Ein Beispiel: Die iranische Hackergruppe MuddyWater tarnte sich als Ransomware-Bande, um Spionage zu verschleiern. Unter dem Deckmantel der Chaos-Erpressergruppe stahlen die Angreifer sensible Daten aus den USA und Westeuropa – ohne jemals Dateien zu verschlüsseln. Diese „False-Flag“-Taktik erschwert die Zuordnung und erlaubt es staatlichen Akteuren, als gewöhnliche Kriminelle aufzutreten.

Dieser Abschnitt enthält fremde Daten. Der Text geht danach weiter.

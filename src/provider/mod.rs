//! Uniform `login()` entrypoint over all wallet families.
//!
//! ```text
//!                      ┌──────────────────┐
//!  login(family) ─────▶│   SiwxProvider   │── LoginState ──▶ watch subscribers
//!                      └────────┬─────────┘
//!            signing families   │   relaying signers
//!          ┌────────────────────┴──────────────────────┐
//!          ▼                                           ▼
//!  prepare → sign → authenticate          call → verify certificate
//!          └────────────────────┬──────────────────────┘
//!                               ▼
//!              get_delegation → build chain → commit
//! ```
//!
//! Only one attempt runs at a time and a failed attempt never touches the
//! committed session. Cancellation is honoured up to the commit; the commit
//! itself runs to completion on its own task.

pub mod codec;
pub mod state;

pub use codec::{encode_login_reply, CallCodec, CborCallCodec, LoginReply};
pub use state::LoginState;

use crate::certificate::{verify_and_decode, BlsVerifier, CertificateVerifier, ExpectedCall};
use crate::challenge::{
    CanisterCall, ChallengeClient, ExternalWallet, RemoteAuthority, WalletAccount, WalletFamily,
};
use crate::config::SiwxConfig;
use crate::delegation::{DelegationChain, DelegationChainBuilder};
use crate::error::AuthError;
use crate::principal::Principal;
use crate::session::{Identity, SessionStore, StorageError};
use crate::session_key::SessionKeyPair;
use crate::time::Clock;
use log::{debug, info, warn};
use std::collections::HashMap;
use std::pin::Pin;
use std::sync::atomic::{AtomicBool, Ordering};
use std::sync::Arc;
use tokio::sync::futures::Notified;
use tokio::sync::{watch, Notify};

/// Relayed-call verification for IC-signer logins.
#[derive(Clone)]
struct RelayVerification {
    verifier: CertificateVerifier,
    codec: Arc<dyn CallCodec>,
    canister_id: Principal,
}

/// Holds the in-progress flag for one attempt and releases it when the
/// attempt ends or is dropped.
///
/// The cancel listener is registered before the flag is raised, so any
/// `cancel()` that observes the attempt in progress reaches it.
struct AttemptGuard<'a> {
    flag: &'a AtomicBool,
    cancelled: Pin<Box<Notified<'a>>>,
}

impl<'a> AttemptGuard<'a> {
    fn acquire(flag: &'a AtomicBool, cancel: &'a Notify) -> Option<Self> {
        let mut cancelled = Box::pin(cancel.notified());
        cancelled.as_mut().enable();
        flag.compare_exchange(false, true, Ordering::AcqRel, Ordering::Acquire)
            .ok()
            .map(|_| Self { flag, cancelled })
    }

    async fn cancelled(&mut self) {
        self.cancelled.as_mut().await
    }
}

impl Drop for AttemptGuard<'_> {
    fn drop(&mut self) {
        self.flag.store(false, Ordering::Release);
    }
}

pub struct SiwxProvider {
    config: SiwxConfig,
    store: Arc<SessionStore>,
    authority: Arc<dyn RemoteAuthority>,
    builder: DelegationChainBuilder,
    wallets: HashMap<WalletFamily, Arc<dyn ExternalWallet>>,
    relay: Option<RelayVerification>,
    in_progress: AtomicBool,
    cancel: Notify,
    state: watch::Sender<LoginState>,
}

impl SiwxProvider {
    pub fn new(
        config: SiwxConfig,
        store: Arc<SessionStore>,
        authority: Arc<dyn RemoteAuthority>,
        builder: DelegationChainBuilder,
    ) -> Self {
        let (state, _) = watch::channel(LoginState::Idle);
        Self {
            config,
            store,
            authority,
            builder,
            wallets: HashMap::new(),
            relay: None,
            in_progress: AtomicBool::new(false),
            cancel: Notify::new(),
            state,
        }
    }

    /// Register the wallet handle used for its family.
    pub fn with_wallet(mut self, wallet: Arc<dyn ExternalWallet>) -> Self {
        self.wallets.insert(wallet.family(), wallet);
        self
    }

    /// Enable IC-signer logins, verified against the configured root key.
    pub fn with_relay_verification(
        mut self,
        bls: Arc<dyn BlsVerifier>,
        clock: Arc<dyn Clock>,
        codec: Arc<dyn CallCodec>,
    ) -> Result<Self, AuthError> {
        let root_key = self
            .config
            .root_key_der()?
            .ok_or_else(|| AuthError::Configuration("no root key configured".to_string()))?;
        let canister_id = self.config.oisy_canister()?.ok_or_else(|| {
            AuthError::Configuration("no login canister configured".to_string())
        })?;
        let verifier = CertificateVerifier::new(root_key, bls, clock)
            .require_time(self.config.require_certificate_time);
        self.relay = Some(RelayVerification {
            verifier,
            codec,
            canister_id,
        });
        Ok(self)
    }

    /// Restore a persisted session, if any.
    pub async fn initialize(&self) -> Identity {
        self.store.restore().await
    }

    pub async fn is_authenticated(&self) -> bool {
        self.store.is_authenticated().await
    }

    pub async fn identity(&self) -> Identity {
        self.store.identity().await
    }

    pub fn subscribe(&self) -> watch::Receiver<LoginState> {
        self.state.subscribe()
    }

    pub fn is_login_in_progress(&self) -> bool {
        self.in_progress.load(Ordering::Acquire)
    }

    /// Abandon the in-flight attempt, which then resolves to `Cancelled`.
    ///
    /// Has no effect once the attempt has started committing its session.
    pub fn cancel(&self) {
        if self.is_login_in_progress() {
            info!("Cancelling login attempt");
            self.cancel.notify_waiters();
        }
    }

    pub async fn logout(&self) -> Result<(), AuthError> {
        self.store.clear().await?;
        self.publish(LoginState::Idle);
        Ok(())
    }

    /// Log in with the wallet registered for `family`.
    ///
    /// On success the new session is committed and returned. On failure the
    /// previous session, if any, is left as it was.
    pub async fn login(&self, family: WalletFamily) -> Result<Identity, AuthError> {
        let mut attempt = AttemptGuard::acquire(&self.in_progress, &self.cancel).ok_or_else(|| {
            warn!("Rejecting {} login: another attempt is in progress", family);
            AuthError::AlreadyInProgress
        })?;

        let prepared = tokio::select! {
            prepared = self.attempt(family) => prepared,
            _ = attempt.cancelled() => Err(AuthError::Cancelled),
        };
        let result = match prepared {
            Ok((session_key, chain)) => self.commit(session_key, chain).await,
            Err(e) => Err(e),
        };

        match &result {
            Ok(identity) => {
                info!("{} login succeeded for {}", family, identity.sender());
                self.publish(LoginState::Success);
            }
            Err(e) => {
                warn!("{} login failed: {}", family, e);
                self.publish(LoginState::Error(e.to_string()));
            }
        }
        result
    }

    /// Everything up to a verified delegation chain for a fresh session key.
    async fn attempt(
        &self,
        family: WalletFamily,
    ) -> Result<(Arc<SessionKeyPair>, DelegationChain), AuthError> {
        let wallet = self
            .wallets
            .get(&family)
            .cloned()
            .ok_or(AuthError::UnsupportedFamily(family))?;

        self.publish(LoginState::Connecting);
        let client = ChallengeClient::new(
            wallet,
            self.authority.clone(),
            self.config.authority_timeout(),
        );
        let account = client.connect().await?;

        // Dropped, and zeroized, on any early return below.
        let session_key = Arc::new(SessionKeyPair::generate()?);
        debug!("Generated session key for {}", account.address);

        let (session_id, long_lived_public_key) = if client.signs_messages() {
            self.sign_in(&client, &account, &session_key).await?
        } else {
            self.relay_sign_in(&client, &account, &session_key).await?
        };

        self.publish(LoginState::Delegating);
        let signed = client.get_delegation(&session_id).await?;
        let chain = self
            .builder
            .build(&session_key, signed, &long_lived_public_key)?;
        Ok((session_key, chain))
    }

    /// Persist the session on a separate task, so that dropping the login
    /// future cannot interrupt the two-entry write halfway.
    async fn commit(
        &self,
        session_key: Arc<SessionKeyPair>,
        chain: DelegationChain,
    ) -> Result<Identity, AuthError> {
        let store = self.store.clone();
        let committed = tokio::spawn(async move { store.commit(session_key, chain).await })
            .await
            .map_err(|e| StorageError::Backend(format!("commit task failed: {}", e)))?;
        Ok(committed?)
    }

    /// Message signing path: returns the session id and long-lived key.
    async fn sign_in(
        &self,
        client: &ChallengeClient,
        account: &WalletAccount,
        session_key: &SessionKeyPair,
    ) -> Result<(String, Vec<u8>), AuthError> {
        self.publish(LoginState::Preparing);
        let prepared = client.prepare_message(account).await?;

        self.publish(LoginState::Signing);
        let signature = client.sign(&prepared.message).await?;

        self.publish(LoginState::Authenticating);
        let session = client
            .authenticate(&signature, &prepared.message_id, session_key.public_key_der())
            .await?;
        Ok((session.session_id, session.long_lived_public_key))
    }

    /// Relayed-call path: the certified reply of the login call stands in for
    /// the authority's authentication.
    async fn relay_sign_in(
        &self,
        client: &ChallengeClient,
        account: &WalletAccount,
        session_key: &SessionKeyPair,
    ) -> Result<(String, Vec<u8>), AuthError> {
        let relay = self.relay.as_ref().ok_or_else(|| {
            AuthError::Configuration("relayed logins need certificate verification".to_string())
        })?;
        let sender = Principal::from_text(&account.address)
            .map_err(|e| AuthError::WalletUnavailable(e.to_string()))?;
        let arg = relay
            .codec
            .encode_login_arg(session_key.public_key_der())
            .map_err(AuthError::Configuration)?;

        self.publish(LoginState::Calling);
        let call = CanisterCall {
            canister_id: relay.canister_id.clone(),
            method: self.config.oisy_login_method.clone(),
            arg,
            sender,
        };
        let response = client.relay_call(&call).await?;

        self.publish(LoginState::Verifying);
        let expected = ExpectedCall {
            sender: call.sender,
            canister_id: call.canister_id,
            method_name: call.method,
            arg: call.arg,
        };
        let reply = verify_and_decode(
            &relay.verifier,
            &expected,
            &response,
            self.config.certificate_max_age(),
            |bytes| relay.codec.decode_login_reply(bytes),
        )?;
        Ok((reply.session_id, reply.long_lived_public_key))
    }

    fn publish(&self, state: LoginState) {
        debug!("Login state: {}", state);
        self.state.send_replace(state);
    }
}

impl std::fmt::Debug for SiwxProvider {
    fn fmt(&self, f: &mut std::fmt::Formatter<'_>) -> std::fmt::Result {
        f.debug_struct("SiwxProvider")
            .field("families", &self.wallets.keys().collect::<Vec<_>>())
            .field("relay", &self.relay.is_some())
            .field("in_progress", &self.is_login_in_progress())
            .finish()
    }
}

Auch Lieferketten bleiben eine Achillesferse. Ein Angriff auf den Softwareanbieter DAEMON Tools ab dem 8. April zeigt, wie gezielt vorgegangen wird: Trojanisierte Installer wurden über die offizielle Website verteilt. Zwar infizierte die Malware tausende Systeme, doch ein sekundärer Remote Access Trojan (RAT) wurde nur auf wenige hochkarätige Ziele in Regierung und Wissenschaft ausgespielt.

Ausblick: Der Druck auf Unternehmen wächst

Die digitale Verwundbarkeit zeigte sich bereits am 5. Mai, als die .de-Domain-Registrierungsstelle durch einen technischen Fehler bei einem Sicherheitsupdate vorübergehend lahmgelegt wurde – kein Hackerangriff, aber ein Beleg für die Fragilität des Systems.

Für Unternehmen rückt die Sicherung der Software-Lieferkette in den Fokus. Die von CISA vorgeschlagenen 72-Stunden-Patching-Zyklen dürften zum neuen Standard werden. Mit über 120 aktiven Ransomware-Groups im vergangenen Jahr und der Kombination aus KI-gestützter Sozialmanipulation und industrialisiertem Datendiebstahl wird der Druck auf IT-Abteilungen weiter steigen.

Ein erster Härtetest steht bereits bevor: Am 13. Mai veröffentlicht Palo Alto Networks kritische Sicherheitsupdates für seine Firewalls. Die Fähigkeit, von der Erkennung zur Behebung in Stunden statt Wochen zu kommen, könnte über das operative Überleben vieler Unternehmen entscheiden.